(Dataset entries)
┌──

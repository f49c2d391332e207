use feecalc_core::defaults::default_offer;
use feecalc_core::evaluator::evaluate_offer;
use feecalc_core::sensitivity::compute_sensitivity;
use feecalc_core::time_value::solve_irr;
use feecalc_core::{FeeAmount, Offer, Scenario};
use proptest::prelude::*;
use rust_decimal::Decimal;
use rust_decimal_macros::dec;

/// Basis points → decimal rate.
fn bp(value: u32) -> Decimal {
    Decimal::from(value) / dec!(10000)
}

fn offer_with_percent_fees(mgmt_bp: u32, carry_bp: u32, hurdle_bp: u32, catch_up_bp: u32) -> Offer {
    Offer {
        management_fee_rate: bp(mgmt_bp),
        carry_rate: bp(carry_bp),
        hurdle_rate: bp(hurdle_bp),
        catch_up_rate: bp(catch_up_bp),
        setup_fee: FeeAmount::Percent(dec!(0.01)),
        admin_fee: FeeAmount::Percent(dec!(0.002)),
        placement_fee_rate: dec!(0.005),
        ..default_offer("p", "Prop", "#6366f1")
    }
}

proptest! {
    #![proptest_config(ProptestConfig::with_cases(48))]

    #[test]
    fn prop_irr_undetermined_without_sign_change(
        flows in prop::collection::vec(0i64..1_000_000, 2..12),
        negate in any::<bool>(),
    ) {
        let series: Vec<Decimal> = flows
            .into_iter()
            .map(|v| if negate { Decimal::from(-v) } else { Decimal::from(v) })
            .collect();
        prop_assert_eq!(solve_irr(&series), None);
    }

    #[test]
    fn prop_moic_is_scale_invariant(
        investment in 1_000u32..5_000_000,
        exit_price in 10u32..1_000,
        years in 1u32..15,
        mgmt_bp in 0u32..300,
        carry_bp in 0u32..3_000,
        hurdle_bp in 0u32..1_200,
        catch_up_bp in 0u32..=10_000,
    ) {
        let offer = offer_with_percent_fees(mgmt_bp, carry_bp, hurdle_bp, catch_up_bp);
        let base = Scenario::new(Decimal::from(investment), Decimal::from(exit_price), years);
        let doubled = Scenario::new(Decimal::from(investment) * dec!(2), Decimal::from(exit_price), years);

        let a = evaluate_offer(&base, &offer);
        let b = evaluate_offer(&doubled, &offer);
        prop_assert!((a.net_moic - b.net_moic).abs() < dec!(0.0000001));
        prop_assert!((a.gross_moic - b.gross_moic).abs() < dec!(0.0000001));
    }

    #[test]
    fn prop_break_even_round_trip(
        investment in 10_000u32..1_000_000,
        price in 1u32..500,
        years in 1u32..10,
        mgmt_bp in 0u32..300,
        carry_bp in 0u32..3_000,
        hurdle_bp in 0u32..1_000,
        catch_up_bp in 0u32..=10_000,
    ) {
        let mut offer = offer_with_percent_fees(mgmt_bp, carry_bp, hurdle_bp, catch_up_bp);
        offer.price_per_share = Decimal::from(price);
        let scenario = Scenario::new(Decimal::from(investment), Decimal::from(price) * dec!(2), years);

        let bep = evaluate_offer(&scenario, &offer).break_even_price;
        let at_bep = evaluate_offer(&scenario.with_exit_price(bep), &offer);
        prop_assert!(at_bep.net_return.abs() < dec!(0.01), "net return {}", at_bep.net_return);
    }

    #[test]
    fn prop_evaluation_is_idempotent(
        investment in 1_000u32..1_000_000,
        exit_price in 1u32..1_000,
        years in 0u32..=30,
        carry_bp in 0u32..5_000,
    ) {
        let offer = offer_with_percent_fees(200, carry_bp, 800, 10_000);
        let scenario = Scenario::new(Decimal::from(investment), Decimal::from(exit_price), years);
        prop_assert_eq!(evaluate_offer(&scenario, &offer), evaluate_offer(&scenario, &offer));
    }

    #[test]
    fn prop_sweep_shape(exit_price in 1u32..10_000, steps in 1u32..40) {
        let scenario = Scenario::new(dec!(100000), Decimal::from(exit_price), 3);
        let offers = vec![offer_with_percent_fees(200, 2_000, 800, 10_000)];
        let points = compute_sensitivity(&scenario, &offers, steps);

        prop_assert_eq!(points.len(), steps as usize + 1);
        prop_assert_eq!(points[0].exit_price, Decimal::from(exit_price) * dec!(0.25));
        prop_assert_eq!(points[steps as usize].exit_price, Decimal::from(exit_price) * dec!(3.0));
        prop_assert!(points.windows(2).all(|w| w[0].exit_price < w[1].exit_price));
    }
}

└──
┌──

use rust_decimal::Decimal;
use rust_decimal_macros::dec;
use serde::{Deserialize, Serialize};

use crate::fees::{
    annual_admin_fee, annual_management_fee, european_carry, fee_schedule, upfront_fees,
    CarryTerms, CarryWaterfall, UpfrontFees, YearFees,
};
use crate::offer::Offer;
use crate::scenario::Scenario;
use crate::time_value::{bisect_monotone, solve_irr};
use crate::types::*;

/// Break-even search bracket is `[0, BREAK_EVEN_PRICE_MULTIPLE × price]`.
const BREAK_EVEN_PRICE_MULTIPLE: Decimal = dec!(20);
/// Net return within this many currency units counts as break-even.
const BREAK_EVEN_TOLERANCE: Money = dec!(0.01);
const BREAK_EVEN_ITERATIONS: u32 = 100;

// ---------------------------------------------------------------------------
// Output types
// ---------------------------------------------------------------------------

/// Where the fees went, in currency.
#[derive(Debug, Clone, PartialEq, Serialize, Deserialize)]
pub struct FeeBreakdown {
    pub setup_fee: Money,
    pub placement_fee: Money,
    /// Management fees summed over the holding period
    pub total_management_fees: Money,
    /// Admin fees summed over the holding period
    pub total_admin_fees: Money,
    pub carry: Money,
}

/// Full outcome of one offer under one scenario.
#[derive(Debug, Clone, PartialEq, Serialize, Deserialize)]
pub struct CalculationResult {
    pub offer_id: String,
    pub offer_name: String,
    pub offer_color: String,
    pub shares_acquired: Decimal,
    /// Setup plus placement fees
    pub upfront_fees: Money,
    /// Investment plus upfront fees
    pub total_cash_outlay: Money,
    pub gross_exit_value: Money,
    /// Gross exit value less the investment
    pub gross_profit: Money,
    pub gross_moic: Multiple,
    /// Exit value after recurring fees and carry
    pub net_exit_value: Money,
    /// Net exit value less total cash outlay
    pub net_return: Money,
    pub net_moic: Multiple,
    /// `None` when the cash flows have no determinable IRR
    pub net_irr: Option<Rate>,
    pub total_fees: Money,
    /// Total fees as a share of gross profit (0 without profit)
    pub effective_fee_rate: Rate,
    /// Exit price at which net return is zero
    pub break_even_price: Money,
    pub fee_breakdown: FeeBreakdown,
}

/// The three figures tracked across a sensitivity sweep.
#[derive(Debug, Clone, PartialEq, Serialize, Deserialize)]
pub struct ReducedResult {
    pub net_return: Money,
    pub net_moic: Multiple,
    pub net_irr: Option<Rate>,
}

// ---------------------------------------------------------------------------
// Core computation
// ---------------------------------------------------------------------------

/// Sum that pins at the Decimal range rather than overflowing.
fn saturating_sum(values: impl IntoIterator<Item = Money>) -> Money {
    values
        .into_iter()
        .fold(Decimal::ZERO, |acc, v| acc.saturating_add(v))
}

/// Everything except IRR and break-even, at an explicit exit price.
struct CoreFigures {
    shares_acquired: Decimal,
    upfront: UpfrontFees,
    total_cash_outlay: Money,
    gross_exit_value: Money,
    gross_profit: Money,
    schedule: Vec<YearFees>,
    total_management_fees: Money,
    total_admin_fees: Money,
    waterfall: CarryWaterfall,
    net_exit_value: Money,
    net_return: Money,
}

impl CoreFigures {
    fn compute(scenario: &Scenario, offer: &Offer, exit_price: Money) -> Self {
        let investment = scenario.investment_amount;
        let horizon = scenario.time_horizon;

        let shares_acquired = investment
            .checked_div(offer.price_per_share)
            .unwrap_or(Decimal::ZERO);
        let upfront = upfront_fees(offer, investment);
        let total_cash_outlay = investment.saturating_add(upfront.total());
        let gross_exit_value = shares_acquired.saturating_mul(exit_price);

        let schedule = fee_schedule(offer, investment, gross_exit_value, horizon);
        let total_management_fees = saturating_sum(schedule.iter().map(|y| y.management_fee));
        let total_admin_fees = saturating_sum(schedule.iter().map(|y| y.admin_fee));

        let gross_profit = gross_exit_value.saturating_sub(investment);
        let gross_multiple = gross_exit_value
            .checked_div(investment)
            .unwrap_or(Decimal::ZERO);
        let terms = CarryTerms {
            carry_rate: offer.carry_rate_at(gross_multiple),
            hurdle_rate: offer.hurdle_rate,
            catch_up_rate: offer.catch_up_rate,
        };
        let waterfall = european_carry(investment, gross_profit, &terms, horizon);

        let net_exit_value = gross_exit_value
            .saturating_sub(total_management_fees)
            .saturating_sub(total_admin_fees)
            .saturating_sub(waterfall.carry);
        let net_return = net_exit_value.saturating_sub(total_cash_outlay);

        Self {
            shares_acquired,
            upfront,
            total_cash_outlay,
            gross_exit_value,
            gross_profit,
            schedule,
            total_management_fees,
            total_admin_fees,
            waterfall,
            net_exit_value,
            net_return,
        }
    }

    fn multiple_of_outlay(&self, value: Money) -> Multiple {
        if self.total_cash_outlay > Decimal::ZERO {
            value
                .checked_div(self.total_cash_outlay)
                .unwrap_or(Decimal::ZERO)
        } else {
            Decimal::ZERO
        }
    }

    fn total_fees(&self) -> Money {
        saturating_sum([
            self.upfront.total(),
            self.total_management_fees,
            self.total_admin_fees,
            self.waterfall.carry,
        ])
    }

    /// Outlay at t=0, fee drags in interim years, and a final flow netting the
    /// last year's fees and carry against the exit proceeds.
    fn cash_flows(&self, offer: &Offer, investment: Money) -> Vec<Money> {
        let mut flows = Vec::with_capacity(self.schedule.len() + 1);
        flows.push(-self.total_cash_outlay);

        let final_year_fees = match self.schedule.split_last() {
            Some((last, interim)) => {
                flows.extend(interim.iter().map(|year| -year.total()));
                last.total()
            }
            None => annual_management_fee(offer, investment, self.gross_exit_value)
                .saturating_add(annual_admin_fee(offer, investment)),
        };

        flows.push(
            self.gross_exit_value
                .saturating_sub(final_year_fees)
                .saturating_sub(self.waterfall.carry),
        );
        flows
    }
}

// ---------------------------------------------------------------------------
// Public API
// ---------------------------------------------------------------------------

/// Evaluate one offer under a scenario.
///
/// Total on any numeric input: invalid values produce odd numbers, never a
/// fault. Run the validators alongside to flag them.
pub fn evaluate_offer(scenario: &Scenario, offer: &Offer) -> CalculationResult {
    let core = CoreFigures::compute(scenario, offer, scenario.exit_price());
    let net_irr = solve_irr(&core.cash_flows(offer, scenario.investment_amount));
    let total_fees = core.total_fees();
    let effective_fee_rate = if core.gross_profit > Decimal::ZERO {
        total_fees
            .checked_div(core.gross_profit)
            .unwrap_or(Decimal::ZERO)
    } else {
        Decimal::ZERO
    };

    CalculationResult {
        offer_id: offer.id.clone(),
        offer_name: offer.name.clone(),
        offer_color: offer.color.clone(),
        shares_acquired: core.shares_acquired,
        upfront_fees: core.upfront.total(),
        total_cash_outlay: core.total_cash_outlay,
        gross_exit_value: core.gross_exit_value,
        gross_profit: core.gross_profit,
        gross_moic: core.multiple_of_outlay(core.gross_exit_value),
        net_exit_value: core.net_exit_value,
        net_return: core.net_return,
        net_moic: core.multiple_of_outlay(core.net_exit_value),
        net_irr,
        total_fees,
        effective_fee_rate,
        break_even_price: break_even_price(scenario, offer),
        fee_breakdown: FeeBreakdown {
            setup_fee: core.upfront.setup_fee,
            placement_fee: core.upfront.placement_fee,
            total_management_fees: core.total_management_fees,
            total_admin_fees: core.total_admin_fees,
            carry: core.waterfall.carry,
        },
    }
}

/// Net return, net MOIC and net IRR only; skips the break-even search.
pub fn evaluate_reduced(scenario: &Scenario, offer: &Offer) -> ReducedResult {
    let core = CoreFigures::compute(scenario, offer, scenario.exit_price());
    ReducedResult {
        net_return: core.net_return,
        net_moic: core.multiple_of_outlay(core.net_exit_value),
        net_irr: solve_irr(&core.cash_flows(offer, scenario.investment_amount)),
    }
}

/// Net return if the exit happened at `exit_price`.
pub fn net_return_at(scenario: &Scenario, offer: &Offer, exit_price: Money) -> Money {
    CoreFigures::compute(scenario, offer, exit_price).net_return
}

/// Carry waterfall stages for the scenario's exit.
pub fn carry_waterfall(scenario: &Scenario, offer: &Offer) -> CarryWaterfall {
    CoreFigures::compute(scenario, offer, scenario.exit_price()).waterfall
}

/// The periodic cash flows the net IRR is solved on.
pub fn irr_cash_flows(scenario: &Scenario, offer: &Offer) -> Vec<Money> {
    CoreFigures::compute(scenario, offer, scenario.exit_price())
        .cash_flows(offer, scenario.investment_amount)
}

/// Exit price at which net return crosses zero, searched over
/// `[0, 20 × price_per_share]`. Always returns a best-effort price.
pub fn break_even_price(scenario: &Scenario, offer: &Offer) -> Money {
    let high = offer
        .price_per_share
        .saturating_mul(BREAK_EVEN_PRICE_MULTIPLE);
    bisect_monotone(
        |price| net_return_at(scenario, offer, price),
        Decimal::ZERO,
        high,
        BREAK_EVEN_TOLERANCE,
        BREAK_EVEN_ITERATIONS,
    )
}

└──
┌──

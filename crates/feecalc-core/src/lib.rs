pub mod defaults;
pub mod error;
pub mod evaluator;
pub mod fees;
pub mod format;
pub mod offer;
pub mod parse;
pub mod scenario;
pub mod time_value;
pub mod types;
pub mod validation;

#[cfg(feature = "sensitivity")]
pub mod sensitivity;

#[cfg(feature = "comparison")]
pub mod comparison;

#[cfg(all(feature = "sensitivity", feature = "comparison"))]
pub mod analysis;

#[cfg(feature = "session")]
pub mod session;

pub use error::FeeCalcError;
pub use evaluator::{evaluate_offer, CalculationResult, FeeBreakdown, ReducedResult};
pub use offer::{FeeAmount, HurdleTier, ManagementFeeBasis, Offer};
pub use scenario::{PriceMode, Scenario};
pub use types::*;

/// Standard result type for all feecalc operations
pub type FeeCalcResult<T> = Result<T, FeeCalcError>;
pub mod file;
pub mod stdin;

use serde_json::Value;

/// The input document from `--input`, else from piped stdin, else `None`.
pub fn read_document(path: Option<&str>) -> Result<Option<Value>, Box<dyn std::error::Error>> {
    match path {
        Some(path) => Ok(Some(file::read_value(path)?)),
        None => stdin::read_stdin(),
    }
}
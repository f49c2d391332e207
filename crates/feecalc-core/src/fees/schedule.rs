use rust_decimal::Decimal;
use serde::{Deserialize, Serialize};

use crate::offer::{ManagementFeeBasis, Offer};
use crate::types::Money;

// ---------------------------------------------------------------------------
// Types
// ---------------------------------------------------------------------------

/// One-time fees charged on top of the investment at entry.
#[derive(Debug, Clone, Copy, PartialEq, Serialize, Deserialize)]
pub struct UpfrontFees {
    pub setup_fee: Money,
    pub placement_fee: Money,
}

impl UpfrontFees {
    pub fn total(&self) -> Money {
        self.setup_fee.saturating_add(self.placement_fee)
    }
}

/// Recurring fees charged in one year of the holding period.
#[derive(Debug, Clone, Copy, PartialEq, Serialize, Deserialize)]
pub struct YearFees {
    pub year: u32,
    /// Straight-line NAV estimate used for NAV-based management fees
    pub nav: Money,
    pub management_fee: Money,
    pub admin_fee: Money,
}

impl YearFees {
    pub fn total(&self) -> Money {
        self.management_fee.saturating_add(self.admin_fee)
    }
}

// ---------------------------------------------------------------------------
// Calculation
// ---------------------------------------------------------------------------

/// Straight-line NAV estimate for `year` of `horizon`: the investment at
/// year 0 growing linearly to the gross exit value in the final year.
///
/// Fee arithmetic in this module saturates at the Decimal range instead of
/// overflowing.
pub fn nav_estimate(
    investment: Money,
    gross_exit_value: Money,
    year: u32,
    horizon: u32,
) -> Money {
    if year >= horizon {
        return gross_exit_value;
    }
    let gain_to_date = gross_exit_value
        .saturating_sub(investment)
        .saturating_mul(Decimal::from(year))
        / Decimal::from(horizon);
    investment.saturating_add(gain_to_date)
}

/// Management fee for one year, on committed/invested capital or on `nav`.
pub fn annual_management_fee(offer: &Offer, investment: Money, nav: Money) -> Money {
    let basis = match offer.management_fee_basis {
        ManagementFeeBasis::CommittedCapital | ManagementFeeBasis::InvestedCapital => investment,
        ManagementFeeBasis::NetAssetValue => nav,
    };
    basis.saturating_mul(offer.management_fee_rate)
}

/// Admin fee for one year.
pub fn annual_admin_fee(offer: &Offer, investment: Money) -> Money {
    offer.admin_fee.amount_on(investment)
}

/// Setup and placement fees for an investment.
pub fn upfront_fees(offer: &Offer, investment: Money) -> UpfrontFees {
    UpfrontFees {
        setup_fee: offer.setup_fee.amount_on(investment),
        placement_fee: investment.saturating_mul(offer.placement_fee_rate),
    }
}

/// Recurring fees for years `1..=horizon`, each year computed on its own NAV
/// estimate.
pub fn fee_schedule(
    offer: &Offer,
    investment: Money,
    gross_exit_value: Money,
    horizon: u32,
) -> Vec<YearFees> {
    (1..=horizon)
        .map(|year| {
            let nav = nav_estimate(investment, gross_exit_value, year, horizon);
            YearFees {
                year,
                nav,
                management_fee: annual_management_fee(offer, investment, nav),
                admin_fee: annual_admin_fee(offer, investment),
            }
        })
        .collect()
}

└──

## Required action
Look above for the line with "flows.extend(interim.iter().map(|year| -year.total()));" and the line with "to flag them.". Write out those two lines and all the lines between them, exactly, and no others.

## Answer space
                flows.extend(interim.iter().map(|year| -year.total()));
                last.total()
            }
            None => annual_management_fee(offer, investment, self.gross_exit_value)
                .saturating_add(annual_admin_fee(offer, investment)),
        };

        flows.push(
            self.gross_exit_value
                .saturating_sub(final_year_fees)
                .saturating_sub(self.waterfall.carry),
        );
        flows
    }
}

// ---------------------------------------------------------------------------
// Public API
// ---------------------------------------------------------------------------

/// Evaluate one offer under a scenario.
///
/// Total on any numeric input: invalid values produce odd numbers, never a
/// fault. Run the validators alongside to flag them.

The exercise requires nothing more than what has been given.